* What you should do *
Lines that include the word "OutboundMessage" should be copied from the listing that follows.

* Data to process *
^^^^^^^^^^^^^^^^

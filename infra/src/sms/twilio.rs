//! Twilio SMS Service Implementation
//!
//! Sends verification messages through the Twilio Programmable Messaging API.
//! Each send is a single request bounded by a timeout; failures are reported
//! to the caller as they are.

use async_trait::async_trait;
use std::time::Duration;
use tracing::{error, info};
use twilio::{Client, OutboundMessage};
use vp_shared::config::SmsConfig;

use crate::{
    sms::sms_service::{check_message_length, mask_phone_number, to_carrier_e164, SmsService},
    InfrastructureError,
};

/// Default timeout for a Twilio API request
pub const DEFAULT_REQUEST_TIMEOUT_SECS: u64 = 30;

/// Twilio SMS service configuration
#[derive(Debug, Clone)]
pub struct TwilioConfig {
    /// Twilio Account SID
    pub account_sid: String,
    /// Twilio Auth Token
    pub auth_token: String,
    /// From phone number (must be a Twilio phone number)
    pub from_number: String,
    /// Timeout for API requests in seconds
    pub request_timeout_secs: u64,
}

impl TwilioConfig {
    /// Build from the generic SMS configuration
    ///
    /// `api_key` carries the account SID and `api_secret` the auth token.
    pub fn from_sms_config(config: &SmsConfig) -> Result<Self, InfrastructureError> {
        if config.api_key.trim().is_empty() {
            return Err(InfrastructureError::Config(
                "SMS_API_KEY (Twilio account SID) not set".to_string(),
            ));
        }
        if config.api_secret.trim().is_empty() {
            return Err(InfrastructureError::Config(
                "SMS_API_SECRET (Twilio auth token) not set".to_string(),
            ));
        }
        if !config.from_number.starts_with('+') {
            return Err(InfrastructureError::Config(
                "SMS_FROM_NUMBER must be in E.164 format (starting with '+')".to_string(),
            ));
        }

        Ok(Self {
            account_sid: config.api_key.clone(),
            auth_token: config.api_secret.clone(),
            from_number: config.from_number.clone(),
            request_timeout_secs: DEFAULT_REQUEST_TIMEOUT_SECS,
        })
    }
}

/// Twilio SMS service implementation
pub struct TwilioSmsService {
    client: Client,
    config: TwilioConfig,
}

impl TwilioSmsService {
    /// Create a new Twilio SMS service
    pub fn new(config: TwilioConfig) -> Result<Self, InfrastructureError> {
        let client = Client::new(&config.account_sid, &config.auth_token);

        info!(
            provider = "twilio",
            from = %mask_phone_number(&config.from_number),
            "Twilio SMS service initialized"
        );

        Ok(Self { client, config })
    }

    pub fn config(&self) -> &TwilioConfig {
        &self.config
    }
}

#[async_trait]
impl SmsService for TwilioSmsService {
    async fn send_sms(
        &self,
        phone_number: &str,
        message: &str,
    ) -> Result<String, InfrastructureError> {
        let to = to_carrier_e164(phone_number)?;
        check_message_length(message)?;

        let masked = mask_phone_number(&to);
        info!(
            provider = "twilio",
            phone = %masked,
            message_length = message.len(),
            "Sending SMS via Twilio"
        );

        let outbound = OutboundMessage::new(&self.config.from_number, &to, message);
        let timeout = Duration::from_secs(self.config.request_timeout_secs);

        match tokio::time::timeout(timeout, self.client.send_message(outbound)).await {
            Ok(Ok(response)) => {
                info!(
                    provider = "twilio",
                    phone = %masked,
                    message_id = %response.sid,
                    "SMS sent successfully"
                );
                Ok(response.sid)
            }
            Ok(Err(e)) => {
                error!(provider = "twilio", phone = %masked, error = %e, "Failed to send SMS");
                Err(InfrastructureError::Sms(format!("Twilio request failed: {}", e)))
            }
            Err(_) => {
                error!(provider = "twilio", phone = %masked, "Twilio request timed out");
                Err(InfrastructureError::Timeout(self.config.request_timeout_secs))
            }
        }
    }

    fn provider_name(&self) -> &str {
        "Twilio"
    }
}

^^^^^^^^^^^^^^^^

* Answer to this task *
use twilio::{Client, OutboundMessage};
        let outbound = OutboundMessage::new(&self.config.from_number, &to, message);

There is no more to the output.